Le versioni delle canzoni in Live from The Ryman, Vol. 2 si candidano a diventare versioni definitive dei brani di Reunions e Weathervanes. Per esempio, la versione dal vivo di “King of Oklahoma” è sensazionale, con una coda elettrica dove Isbell e Vaden si scambiano gli assoli che da sola vale il prezzo del biglietto.
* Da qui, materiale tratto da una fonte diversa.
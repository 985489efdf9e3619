//! Three-step deactivation handshake.
//!
//! Dendrite exposes no direct "deactivate by admin" endpoint, so the
//! client orchestrates: reset the password to a throwaway value, log in
//! as the user with it, then drive the interactive-auth deactivation
//! dance (expect 401 challenge, echo the session back with password
//! auth). Partial completion leaves the account with a reset password;
//! error messages name the step that failed so the operator knows.

use rand::Rng;
use reqwest::StatusCode;
use tracing::{debug, info};

use crate::client::{AdminClient, PASSWORD_STAGE, ensure_success};
use crate::error::{Error, Result};
use crate::models::UiaChallenge;

/// 256 bits of entropy, hex-encoded: 64 characters, comfortably under the
/// 72-byte password limit.
fn throwaway_password() -> String {
    let bytes: [u8; 32] = rand::rng().random();
    hex::encode(bytes)
}

impl AdminClient {
    /// Deactivate a local user, erasing their account data.
    ///
    /// Three round trips, each attempted only if the prior succeeded:
    /// password reset, login, interactive-auth deactivation. Not safe to
    /// run concurrently for the same user; independent users are
    /// independent.
    ///
    /// # Errors
    ///
    /// [`Error::Operation`] when the password reset postcondition fails,
    /// [`Error::Protocol`] when the deactivation challenge is not a 401,
    /// [`Error::UnsupportedFlow`] when no flow starts with a password
    /// stage, plus the usual remote contract for each round trip.
    pub async fn deactivate(&self, user_id: &str) -> Result<()> {
        info!(user_id, "deactivating user (step 1): resetting password");
        let password = throwaway_password();
        let reset = self.reset_password(user_id, &password, false).await?;
        if !reset.password_updated {
            return Err(Error::Operation(format!(
                "deactivation step 1 failed: server did not confirm the password reset for {user_id}"
            )));
        }

        info!(user_id, "deactivating user (step 2): logging in");
        let session = self.login(user_id, &password).await?;
        debug!(user_id, "obtained short-lived access token");

        info!(user_id, "deactivating user (step 3): interactive-auth deactivation");
        let url = self.endpoint(&["_matrix", "client", "v3", "account", "deactivate"])?;

        let challenge_response = self
            .http()
            .post(url.clone())
            .bearer_auth(&session.access_token)
            .send()
            .await?;
        if challenge_response.status() != StatusCode::UNAUTHORIZED {
            return Err(Error::Protocol(format!(
                "deactivation step 3 failed: expected a 401 interactive-auth challenge, got {}",
                challenge_response.status()
            )));
        }
        let challenge: UiaChallenge = challenge_response.json().await.map_err(|err| {
            Error::Protocol(format!("interactive-auth challenge is not valid JSON: {err}"))
        })?;
        if challenge.flow_starting_with(PASSWORD_STAGE).is_none() {
            return Err(Error::UnsupportedFlow);
        }

        let body = serde_json::json!({
            "auth": {
                "type": PASSWORD_STAGE,
                "identifier": { "type": "m.id.user", "user": user_id },
                "password": password,
                "session": challenge.session,
                "user": user_id,
            },
            "erase": true,
        });
        let response = self
            .http()
            .post(url)
            .bearer_auth(&session.access_token)
            .json(&body)
            .send()
            .await?;
        ensure_success(user_id, response).await?;
        info!(user_id, "done deactivating user");
        Ok(())
    }
}

#[cfg(test)]
mod tests {
    use super::*;
    use httpmock::MockServer;
    use httpmock::prelude::*;
    use serde_json::json;

    const DEACTIVATE_PATH: &str = "/_matrix/client/v3/account/deactivate";

    fn client_for(server: &MockServer) -> AdminClient {
        AdminClient::builder(server.base_url().parse().expect("valid URL"), "syt_admin")
            .build()
            .expect("client builds")
    }

    #[test]
    fn throwaway_password_is_64_hex_chars() {
        let password = throwaway_password();
        assert_eq!(password.len(), 64);
        assert!(password.chars().all(|ch| ch.is_ascii_hexdigit()));
        assert_ne!(password, throwaway_password());
    }

    #[tokio::test]
    async fn deactivate_walks_the_three_step_sequence() {
        let server = MockServer::start_async().await;

        let reset = server.mock(|when, then| {
            when.method(POST)
                .path("/_dendrite/admin/resetPassword/@victim:example.test")
                .header("authorization", "Bearer syt_admin");
            then.status(200).json_body(json!({"password_updated": true}));
        });
        let login = server.mock(|when, then| {
            when.method(POST).path("/_matrix/client/v3/login");
            then.status(200).json_body(json!({
                "access_token": "syt_victim",
                "device_id": "DEV",
            }));
        });
        // The unauthenticated-UIA probe carries no body; the follow-up
        // echoes the session back with password auth.
        let challenge = server.mock(|when, then| {
            when.method(POST)
                .path(DEACTIVATE_PATH)
                .header("authorization", "Bearer syt_victim")
                .body("");
            then.status(401).json_body(json!({
                "session": "uia-session",
                "flows": [{"stages": ["m.login.password"]}],
            }));
        });
        let finish = server.mock(|when, then| {
            when.method(POST)
                .path(DEACTIVATE_PATH)
                .header("authorization", "Bearer syt_victim")
                .body_contains(r#""session":"uia-session""#)
                .body_contains(r#""erase":true"#);
            then.status(200).json_body(json!({"id_server_unbind_result": "success"}));
        });

        client_for(&server)
            .deactivate("@victim:example.test")
            .await
            .expect("deactivation succeeds");

        reset.assert();
        login.assert();
        challenge.assert();
        finish.assert();
    }

    #[tokio::test]
    async fn deactivate_aborts_when_password_not_updated() {
        let server = MockServer::start_async().await;
        server.mock(|when, then| {
            when.method(POST)
                .path("/_dendrite/admin/resetPassword/@victim:example.test");
            then.status(200).json_body(json!({"password_updated": false}));
        });
        let login = server.mock(|when, then| {
            when.method(POST).path("/_matrix/client/v3/login");
            then.status(200).json_body(json!({"access_token": "syt_victim"}));
        });

        let err = client_for(&server)
            .deactivate("@victim:example.test")
            .await
            .expect_err("unconfirmed reset should abort");
        assert!(matches!(err, Error::Operation(message) if message.contains("step 1")));
        assert_eq!(login.hits(), 0);
    }

    #[tokio::test]
    async fn deactivate_rejects_non_401_challenge() {
        let server = MockServer::start_async().await;
        server.mock(|when, then| {
            when.method(POST)
                .path("/_dendrite/admin/resetPassword/@victim:example.test");
            then.status(200).json_body(json!({"password_updated": true}));
        });
        server.mock(|when, then| {
            when.method(POST).path("/_matrix/client/v3/login");
            then.status(200).json_body(json!({"access_token": "syt_victim"}));
        });
        server.mock(|when, then| {
            when.method(POST).path(DEACTIVATE_PATH);
            then.status(200).json_body(json!({}));
        });

        let err = client_for(&server)
            .deactivate("@victim:example.test")
            .await
            .expect_err("non-401 challenge violates the protocol");
        assert!(matches!(err, Error::Protocol(message) if message.contains("401")));
    }

    #[tokio::test]
    async fn deactivate_requires_a_password_flow() {
        let server = MockServer::start_async().await;
        server.mock(|when, then| {
            when.method(POST)
                .path("/_dendrite/admin/resetPassword/@victim:example.test");
            then.status(200).json_body(json!({"password_updated": true}));
        });
        server.mock(|when, then| {
            when.method(POST).path("/_matrix/client/v3/login");
            then.status(200).json_body(json!({"access_token": "syt_victim"}));
        });
        server.mock(|when, then| {
            when.method(POST).path(DEACTIVATE_PATH);
            then.status(401).json_body(json!({
                "session": "uia-session",
                "flows": [{"stages": ["m.login.sso"]}],
            }));
        });

        let err = client_for(&server)
            .deactivate("@victim:example.test")
            .await
            .expect_err("sso-only flows are unsupported");
        assert!(matches!(err, Error::UnsupportedFlow));
    }
}
impl AdminClient {
    /// Start building a client for `base_url` authenticating with
    /// `access_token`.
    #[must_use]
    pub fn builder(base_url: Url, access_token: impl Into<String>) -> AdminClientBuilder {
        AdminClientBuilder {
            base_url,
            access_token: access_token.into(),
            timeouts: Timeouts::default(),
            proxy: None,
            headers: Vec::new(),
            dialect: Dialect::default(),
            allow_long_passwords: false,
        }
    }

    /// Base URL this client talks to.
    #[must_use]
    pub const fn base_url(&self) -> &Url {
        &self.base_url
    }

    pub(crate) const fn http(&self) -> &Client {
        &self.http
    }

    pub(crate) fn endpoint(&self, segments: &[&str]) -> Result<Url> {
        let mut url = self.base_url.clone();
        url.path_segments_mut()
            .map_err(|()| {
                Error::Validation(format!("base URL '{}' cannot carry a path", self.base_url))
            })?
            .pop_if_empty()
            .extend(segments);
        Ok(url)
    }

    pub(crate) fn check_password_length(&self, password: &str) -> Result<()> {
        let bytes = password.len();
        if bytes > MAX_PASSWORD_BYTES {
            if self.allow_long_passwords {
                debug!("password length check is disabled");
            } else {
                return Err(Error::PasswordTooLong { bytes });
            }
        }
        Ok(())
    }

    /// Part all local users from `room_id`.
    ///
    /// # Errors
    ///
    /// [`Error::NotFound`] when the room is unknown, [`Error::Remote`] for
    /// other non-2xx responses, [`Error::Transport`] for transport
    /// failures.
    pub async fn evacuate_room(&self, room_id: &str) -> Result<EvacuationReport> {
        info!(room_id, "evacuating room");
        let url = self.endpoint(&["_dendrite", "admin", "evacuateRoom", room_id])?;
        let response = self.http.post(url).send().await?;
        let response = ensure_success(room_id, response).await?;
        Ok(response.json().await?)
    }

    /// Part `user_id` from every room they are joined to.
    ///
    /// # Errors
    ///
    /// Same contract as [`Self::evacuate_room`], keyed on user existence.
    pub async fn evacuate_user(&self, user_id: &str) -> Result<EvacuationReport> {
        info!(user_id, "evacuating user");
        let url = self.endpoint(&["_dendrite", "admin", "evacuateUser", user_id])?;
        let response = self.http.post(url).send().await?;
        let response = ensure_success(user_id, response).await?;
        Ok(response.json().await?)
    }

    /// Reset the password of a local user.
    ///
    /// # Errors
    ///
    /// [`Error::PasswordTooLong`] locally, before any network call, when
    /// the password exceeds 72 UTF-8 bytes and the override is not set;
    /// otherwise the usual remote contract.
    pub async fn reset_password(
        &self,
        user_id: &str,
        new_password: &str,
        logout_devices: bool,
    ) -> Result<PasswordReset> {
        self.check_password_length(new_password)?;

        info!(user_id, "resetting password");
        let mut body = serde_json::Map::new();
        body.insert(
            self.dialect.password_field().to_string(),
            Value::String(new_password.to_string()),
        );
        body.insert("logout_devices".to_string(), Value::Bool(logout_devices));

        let url = self.endpoint(&["_dendrite", "admin", "resetPassword", user_id])?;
        let response = self.http.post(url).json(&body).send().await?;
        let response = ensure_success(user_id, response).await?;
        Ok(response.json().await?)
    }

    /// Ask the server to reindex all searchable events.
    ///
    /// Fire and forget: a success response means the request was accepted,
    /// not that indexing completed.
    ///
    /// # Errors
    ///
    /// The usual remote contract.
    pub async fn reindex_events(&self) -> Result<()> {
        info!("requesting full-text reindex");
        let url = self.endpoint(&["_dendrite", "admin", "fulltext", "reindex"])?;
        let response = self.http.post(url).send().await?;
        ensure_success("reindex", response).await?;
        Ok(())
    }

    /// Re-query a federated user's devices, refreshing local device/key
    /// storage.
    ///
    /// # Errors
    ///
    /// [`Error::NotFound`] when the user is unknown; otherwise the usual
    /// remote contract.
    pub async fn refresh_devices(&self, user_id: &str) -> Result<Option<Value>> {
        info!(user_id, "refreshing devices");
        let url = self.endpoint(&["_dendrite", "admin", "refreshDevices", user_id])?;
        let response = self.http.post(url).send().await?;
        let response = ensure_success(user_id, response).await?;
        optional_json(response).await
    }

    /// Purge all events in a room. Irreversible on the server side.
    ///
    /// # Errors
    ///
    /// [`Error::NotFound`] when the room is unknown; otherwise the usual
    /// remote contract.
    pub async fn purge_room(&self, room_id: &str) -> Result<Option<Value>> {
        info!(room_id, "purging room");
        let url = self.endpoint(&["_dendrite", "admin", "purgeRoom", room_id])?;
        let response = self.http.post(url).send().await?;
        let response = ensure_success(room_id, response).await?;
        optional_json(response).await
    }

    /// Send a server notice to a local user.
    ///
    /// # Errors
    ///
    /// [`Error::Remote`] with status 400 when the server rejects the
    /// payload; the usual remote contract otherwise.
    pub async fn send_server_notice(&self, user_id: &str, content: &Value) -> Result<ServerNotice> {
        info!(user_id, "sending server notice");
        let url = self.endpoint(&["_synapse", "admin", "v1", "send_server_notice"])?;
        let body = serde_json::json!({ "user_id": user_id, "content": content });
        let response = self.http.post(url).json(&body).send().await?;
        let response = ensure_success(user_id, response).await?;
        Ok(response.json().await?)
    }

    /// Fetch admin-level information about a user (devices, sessions).
    ///
    /// Remote users are looked up via server delegation.
    ///
    /// # Errors
    ///
    /// [`Error::NotFound`] when the user is unknown; otherwise the usual
    /// remote contract.
    pub async fn whois(&self, user_id: &str) -> Result<Value> {
        info!(user_id, "fetching whois information");
        let url = self
            .client_api_url(user_id, &["_matrix", "client", "v3", "admin", "whois", user_id])
            .await?;
        let response = self.http.get(url).send().await?;
        let response = ensure_success(user_id, response).await?;
        Ok(response.json().await?)
    }

    /// Fetch a user's public profile (display name and avatar).
    ///
    /// Less information than [`Self::whois`], but needs no admin
    /// privileges. Remote users are looked up via server delegation.
    ///
    /// # Errors
    ///
    /// [`Error::NotFound`] when the user is unknown; otherwise the usual
    /// remote contract.
    pub async fn get_profile(&self, user_id: &str) -> Result<Value> {
        info!(user_id, "fetching profile");
        let url = self
            .client_api_url(user_id, &["_matrix", "client", "v3", "profile", user_id])
            .await?;
        let response = self.http.get(url).send().await?;
        let response = ensure_success(user_id, response).await?;
        Ok(response.json().await?)
    }

    /// Log in as a local user with a password, obtaining a short-lived
    /// access token scoped to that user.
    ///
    /// # Errors
    ///
    /// The usual remote contract; 403 when the credentials are wrong.
    pub async fn login(&self, user_id: &str, password: &str) -> Result<LoginSession> {
        debug!(user_id, "logging in");
        let url = self.endpoint(&["_matrix", "client", "v3", "login"])?;
        let body = serde_json::json!({
            "type": PASSWORD_STAGE,
            "identifier": { "type": "m.id.user", "user": user_id },
            "password": password,
            "initial_device_display_name": DEVICE_DISPLAY_NAME,
        });
        let response = self.http.post(url).json(&body).send().await?;
        let response = ensure_success(user_id, response).await?;
        Ok(response.json().await?)
    }

    /// Resolve client-server delegation for `domain` per the well-known
    /// discovery rules, returning the validated base URL.
    ///
    /// # Errors
    ///
    /// [`Error::Protocol`] when the well-known document or the advertised
    /// homeserver is malformed; the usual remote contract for HTTP
    /// failures.
    pub async fn resolve_delegation(&self, domain: &str) -> Result<Url> {
        info!(domain, "resolving delegation");
        let well_known: Url = format!("https://{domain}/.well-known/matrix/client")
            .parse()
            .map_err(|_| Error::Validation(format!("invalid domain '{domain}'")))?;

        let response = self
            .http
            .get(well_known)
            .header("Accept", "application/json")
            .send()
            .await?;

        if response.status() == StatusCode::NOT_FOUND {
            // No delegation in place; the domain serves the API directly.
            return format!("https://{domain}:443")
                .parse()
                .map_err(|_| Error::Validation(format!("invalid domain '{domain}'")));
        }
        let response = ensure_success(domain, response).await?;

        let document: Value = response
            .json()
            .await
            .map_err(|err| Error::Protocol(format!("well-known document is not JSON: {err}")))?;
        let base_url = document
            .pointer("/m.homeserver/base_url")
            .and_then(Value::as_str)
            .ok_or_else(|| {
                Error::Protocol("well-known document lacks m.homeserver.base_url".into())
            })?
            .trim_end_matches('/');

        let base: Url = base_url
            .parse()
            .map_err(|err| Error::Protocol(format!("invalid base URL in well-known: {err}")))?;
        if base.scheme() != "https" {
            return Err(Error::Protocol(format!(
                "delegated base URL must be HTTPS, got '{}'",
                base.scheme()
            )));
        }
        if base.host_str().is_none() {
            return Err(Error::Protocol("delegated base URL has no host".into()));
        }

        let versions_url: Url = format!("{base_url}/_matrix/client/versions")
            .parse()
            .map_err(|err| Error::Protocol(format!("invalid versions URL: {err}")))?;
        let response = self.http.get(versions_url).send().await?;
        let response = ensure_success(domain, response).await?;
        let versions: Value = response
            .json()
            .await
            .map_err(|err| Error::Protocol(format!("versions response is not JSON: {err}")))?;
        if versions.get("versions").is_none() {
            return Err(Error::Protocol(
                "delegated homeserver did not advertise supported versions".into(),
            ));
        }

        info!(domain, base_url, "resolved delegation");
        Ok(base)
    }

    /// Build a client-API URL for `user_id`, following delegation when the
    /// user's domain differs from the configured server.
    async fn client_api_url(&self, user_id: &str, segments: &[&str]) -> Result<Url> {
        let domain = user_id.split_once(':').map(|(_, domain)| domain);
        match domain {
            Some(domain)
                if !domain.is_empty() && self.base_url.host_str() != Some(domain) =>
            {
                warn!(
                    user_id,
                    domain, "user is not local to this server; contacting their homeserver"
                );
                let mut url = self.resolve_delegation(domain).await?;
                let url_display = url.to_string();
                url.path_segments_mut()
                    .map_err(|()| {
                        Error::Protocol(format!(
                            "delegated base URL '{url_display}' cannot carry a path"
                        ))
                    })?
                    .pop_if_empty()
                    .extend(segments);
                Ok(url)
            }
            _ => self.endpoint(segments),
        }
    }
}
Le versioni torrenziali di “Miles” e “This Ain’t It” sono incredibili: la prima mette insieme Neil Young, Allman Brothers Band e George Harrison, mentre la seconda è un rock alla Rolling Stones in modalità Sticky Fingers.
(Parentesi per i musicisti: il modo in cui Jason Isbell si accorge di avere la chitarra scordata all’inizio di “This Ain’t It” e incurante di tutto ciò fa shredding per 45 secondi mentre la rimette a punto è semplicemente meraviglioso).
La nuova versione di “Last Song I Will Write” supera di gran lunga l’originale, grazie ai cori e al violino di Amanda Shires, che arricchiscono la canzone prima di una coda strumentale ben riuscita, mentre la cover di “Room at the Top” di Tom Petty, un brano forse poco conosciuto nel suo catalogo, è eseguita con la giusta reverenza.
Per capire la versatilità dei The 400 Unit, basta sentire come passano dal rock AOR di “Save the World”, “When We Were Close” e “Overseas” – dove sembrano una via di mezzo tra i Dire Straits e The War on Drugs – a pezzi acustici come “Strawberry Woman” e “Cast Iron Skillet”, dove la band cambia formazione, con deBorja alla fisarmonica, Vaden alla chitarra slide e Butterss al contrabbasso. Un’ulteriore dimostrazione di come questa band sia fatta da fuoriclasse e di come solo un artista come Jason Isbell possa assemblare un disco dal vivo concentrandosi esclusivamente sugli ultimi due album senza sentire la mancanza dei cosiddetti classici.